▸ **PROBLEM TO SOLVE**
Can you pull out each line of the data below that includes the word "stderr"?

-------

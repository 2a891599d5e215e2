//! pcap-metrics: offline traffic statistics from packet captures.
//!
//! Reads one or more pcap files, derives timing, volume and distribution
//! statistics per capture and per source, flags burst/gap and horizontal
//! scan indicators, and writes every result as a named artifact.

use std::path::PathBuf;

use anyhow::{Context, Result};
use clap::{Args, Parser, Subcommand};
use tracing::{info, Level};
use tracing_subscriber::FmtSubscriber;

use pcap_metrics::config::Config;
use pcap_metrics::export::{export_report, write_all, DirectorySink, OutputFormat};
use pcap_metrics::ingest::{collect_capture_files, ingest};
use pcap_metrics::report::{self, CATALOGUE};
use pcap_metrics::TrafficAnalyzer;

/// pcap-metrics: traffic-behaviour statistics and anomaly indicators.
#[derive(Parser, Debug)]
#[command(name = "pcap-metrics")]
#[command(version)]
#[command(about = "Derive traffic statistics and anomaly indicators from packet captures")]
#[command(long_about = None)]
struct Cli {
    #[command(subcommand)]
    command: Commands,
}

#[derive(Subcommand, Debug)]
enum Commands {
    /// Analyze capture files and write every artifact.
    Analyze(AnalyzeArgs),

    /// Print the default configuration file.
    GenerateConfig,

    /// List artifact names and kinds.
    Artifacts,
}

#[derive(Args, Debug)]
struct AnalyzeArgs {
    /// Capture files or directories containing them.
    #[arg(required = true)]
    inputs: Vec<PathBuf>,

    /// TOML configuration file.
    #[arg(short, long)]
    config: Option<PathBuf>,

    /// Directory receiving the artifacts.
    #[arg(short = 'd', long)]
    output_dir: Option<PathBuf>,

    /// Summary format: text, json, jsonl.
    #[arg(short, long)]
    format: Option<OutputFormat>,

    /// Distinct destinations above which a source is a horizontal scan.
    #[arg(long)]
    scan_threshold: Option<usize>,

    /// Number of sources in the most-active ranking.
    #[arg(long)]
    top_n: Option<usize>,

    /// Gaps below this many seconds count as bursts.
    #[arg(long)]
    burst_threshold: Option<f64>,

    /// Gaps above this many seconds count as long gaps.
    #[arg(long)]
    gap_threshold: Option<f64>,

    /// Flag a source with more bursts than this.
    #[arg(long)]
    burst_report_threshold: Option<usize>,

    /// Flag a source with more long gaps than this.
    #[arg(long)]
    gap_report_threshold: Option<usize>,

    /// Keep IPv6 packets.
    #[arg(long)]
    ipv6: bool,

    /// Print the summary only, without writing artifacts.
    #[arg(long)]
    no_write: bool,

    /// Enable verbose logging (writes to stderr).
    #[arg(short, long)]
    verbose: bool,
}

impl AnalyzeArgs {
    /// Configuration file (or defaults) with command-line overrides applied.
    fn config(&self) -> Result<Config> {
        let mut config = match &self.config {
            Some(path) => Config::load(path)?,
            None => Config::default(),
        };

        if let Some(dir) = &self.output_dir {
            config.output.directory = dir.display().to_string();
        }
        if let Some(format) = self.format {
            config.output.format = format;
        }
        if let Some(threshold) = self.scan_threshold {
            config.analyzer.scan_threshold = threshold;
        }
        if let Some(n) = self.top_n {
            config.analyzer.top_n = n;
        }
        if let Some(secs) = self.burst_threshold {
            config.detection.burst_threshold_secs = secs;
        }
        if let Some(secs) = self.gap_threshold {
            config.detection.gap_threshold_secs = secs;
        }
        if let Some(count) = self.burst_report_threshold {
            config.detection.burst_report_threshold = count;
        }
        if let Some(count) = self.gap_report_threshold {
            config.detection.gap_report_threshold = count;
        }
        config.ingest.include_ipv6 |= self.ipv6;
        config.output.verbose |= self.verbose;

        Ok(config)
    }
}

#[tokio::main]
async fn main() -> Result<()> {
    let cli = Cli::parse();

    match cli.command {
        Commands::Analyze(args) => {
            let config = args.config()?;

            init_logging(config.output.verbose)?;
            config.validate()?;

            run_analysis(args.inputs, config, !args.no_write).await
        }

        Commands::GenerateConfig => {
            print!("{}", Config::generate_default());
            Ok(())
        }

        Commands::Artifacts => {
            println!("Artifacts:\n");
            for (name, kind) in CATALOGUE {
                println!("  {:<28} {}", name, kind);
            }
            println!(
                "  {:<28} image (one per additional window width)",
                "windowed-packet-counts-<w>"
            );
            Ok(())
        }
    }
}

fn init_logging(verbose: bool) -> Result<()> {
    let log_level = if verbose { Level::DEBUG } else { Level::INFO };

    let subscriber = FmtSubscriber::builder()
        .with_max_level(log_level)
        .with_target(false)
        .with_writer(std::io::stderr)
        .finish();
    tracing::subscriber::set_global_default(subscriber)
        .context("Failed to set tracing subscriber")
}

async fn run_analysis(inputs: Vec<PathBuf>, config: Config, write_artifacts: bool) -> Result<()> {
    let files = collect_capture_files(&inputs, &config.ingest.extension)?;
    info!("Reading {} capture files", files.len());

    let ingested = ingest(files, &config.ingest)
        .await
        .context("Failed to ingest capture files")?;
    if ingested.stats.packets_skipped > 0 {
        info!(
            "Skipped {} of {} packets (non-IP{})",
            ingested.stats.packets_skipped,
            ingested.stats.packets_read,
            if config.ingest.include_ipv6 { "" } else { " or IPv6" }
        );
    }

    let analyzer = TrafficAnalyzer::new(config.analyzer.clone(), config.detection.clone());
    let analysis = analyzer.analyze_with_summary(ingested.store, ingested.summary)?;

    if write_artifacts {
        let artifacts = report::artifacts(&analysis);
        let mut sink = DirectorySink::create(&config.output.directory)?;
        write_all(&mut sink, &artifacts).context("Failed to write artifacts")?;
        info!(
            "{} artifacts written to {}",
            sink.written().len(),
            config.output.directory
        );
    }

    println!("{}", export_report(&analysis, config.output.format));
    Ok(())
}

-------

▸ **ANSWER TO THE PROBLEM**
    /// Enable verbose logging (writes to stderr).
        .with_writer(std::io::stderr)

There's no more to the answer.